Records for the exercise:
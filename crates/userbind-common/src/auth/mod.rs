//! Authentication utilities

mod jwt;
mod password;

pub use jwt::{Claims, JwtService};
pub use password::{hash_password, validate_password_strength, verify_or_error, verify_password};
//! User entity - a platform account carrying the student identity fields

use chrono::{DateTime, Utc};

use crate::value_objects::{Privileges, UserId};

/// Platform account.
///
/// `student_id` and `student_name` are empty strings while unset.
#[derive(Debug, Clone, PartialEq, Eq)]
pub struct User {
    pub id: UserId,
    pub handle: String,
    pub email: String,
    pub privileges: Privileges,
    pub student_id: String,
    pub student_name: String,
    pub is_school_student: bool,
    pub created_at: DateTime<Utc>,
    pub updated_at: DateTime<Utc>,
}

impl User {
    /// Create a new User with required fields
    pub fn new(id: UserId, handle: String, email: String) -> Self {
        let now = Utc::now();
        Self {
            id,
            handle,
            email,
            privileges: Privileges::DEFAULT,
            student_id: String::new(),
            student_name: String::new(),
            is_school_student: false,
            created_at: now,
            updated_at: now,
        }
    }

    pub fn with_privileges(mut self, privileges: Privileges) -> Self {
        self.privileges = privileges;
        self
    }

    /// True iff both identity fields are filled in
    #[inline]
    pub fn is_bound(&self) -> bool {
        !self.student_id.is_empty() && !self.student_name.is_empty()
    }

    /// Flagged as a school student but no identity attached yet
    #[inline]
    pub fn needs_binding(&self) -> bool {
        self.is_school_student && !self.is_bound()
    }

    /// Name shown to other users.
    ///
    /// With `reveal_real`, flagged students with a known name are shown as
    /// `student_name(handle)`; everyone else is shown by handle.
    pub fn display_name(&self, reveal_real: bool) -> String {
        if reveal_real && self.is_school_student && !self.student_name.is_empty() {
            format!("{}({})", self.student_name, self.handle)
        } else {
            self.handle.clone()
        }
    }

    /// Attach a student identity and flag the account
    pub fn bind(&mut self, student_id: String, student_name: String) {
        self.student_id = student_id;
        self.student_name = student_name;
        self.is_school_student = true;
        self.updated_at = Utc::now();
    }

    /// Check whether `self` may edit the settings of `target`
    pub fn can_edit_settings_of(&self, target: UserId) -> bool {
        if self.privileges.has(Privileges::MANAGE_DOMAIN) {
            return true;
        }
        self.id == target && self.privileges.has(Privileges::EDIT_OWN_PROFILE)
    }
}
//! Telemetry and tracing setup

mod tracing_setup;

pub use tracing_setup::{try_init_tracing, try_init_tracing_with_config, TracingConfig, TracingError};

Task description: Retype all of the entries exactly, please.

Answer below:
filename crates/userbind-common/src/auth/mod.rs
//! Authentication utilities

mod jwt;
mod password;

pub use jwt::{Claims, JwtService};
pub use password::{hash_password, validate_password_strength, verify_or_error, verify_password};
//! User entity - a platform account carrying the student identity fields

use chrono::{DateTime, Utc};

use crate::value_objects::{Privileges, UserId};

/// Platform account.
///
/// `student_id` and `student_name` are empty strings while unset.
#[derive(Debug, Clone, PartialEq, Eq)]
pub struct User {
    pub id: UserId,
    pub handle: String,
    pub email: String,
    pub privileges: Privileges,
    pub student_id: String,
    pub student_name: String,
    pub is_school_student: bool,
    pub created_at: DateTime<Utc>,
    pub updated_at: DateTime<Utc>,
}

impl User {
    /// Create a new User with required fields
    pub fn new(id: UserId, handle: String, email: String) -> Self {
        let now = Utc::now();
        Self {
            id,
            handle,
            email,
            privileges: Privileges::DEFAULT,
            student_id: String::new(),
            student_name: String::new(),
            is_school_student: false,
            created_at: now,
            updated_at: now,
        }
    }

    pub fn with_privileges(mut self, privileges: Privileges) -> Self {
        self.privileges = privileges;
        self
    }

    /// True iff both identity fields are filled in
    #[inline]
    pub fn is_bound(&self) -> bool {
        !self.student_id.is_empty() && !self.student_name.is_empty()
    }

    /// Flagged as a school student but no identity attached yet
    #[inline]
    pub fn needs_binding(&self) -> bool {
        self.is_school_student && !self.is_bound()
    }

    /// Name shown to other users.
    ///
    /// With `reveal_real`, flagged students with a known name are shown as
    /// `student_name(handle)`; everyone else is shown by handle.
    pub fn display_name(&self, reveal_real: bool) -> String {
        if reveal_real && self.is_school_student && !self.student_name.is_empty() {
            format!("{}({})", self.student_name, self.handle)
        } else {
            self.handle.clone()
        }
    }

    /// Attach a student identity and flag the account
    pub fn bind(&mut self, student_id: String, student_name: String) {
        self.student_id = student_id;
        self.student_name = student_name;
        self.is_school_student = true;
        self.updated_at = Utc::now();
    }

    /// Check whether `self` may edit the settings of `target`
    pub fn can_edit_settings_of(&self, target: UserId) -> bool {
        if self.privileges.has(Privileges::MANAGE_DOMAIN) {
            return true;
        }
        self.id == target && self.privileges.has(Privileges::EDIT_OWN_PROFILE)
    }
}
//! Telemetry and tracing setup

mod tracing_setup;

pub use tracing_setup::{try_init_tracing, try_init_tracing_with_config, TracingConfig, TracingError};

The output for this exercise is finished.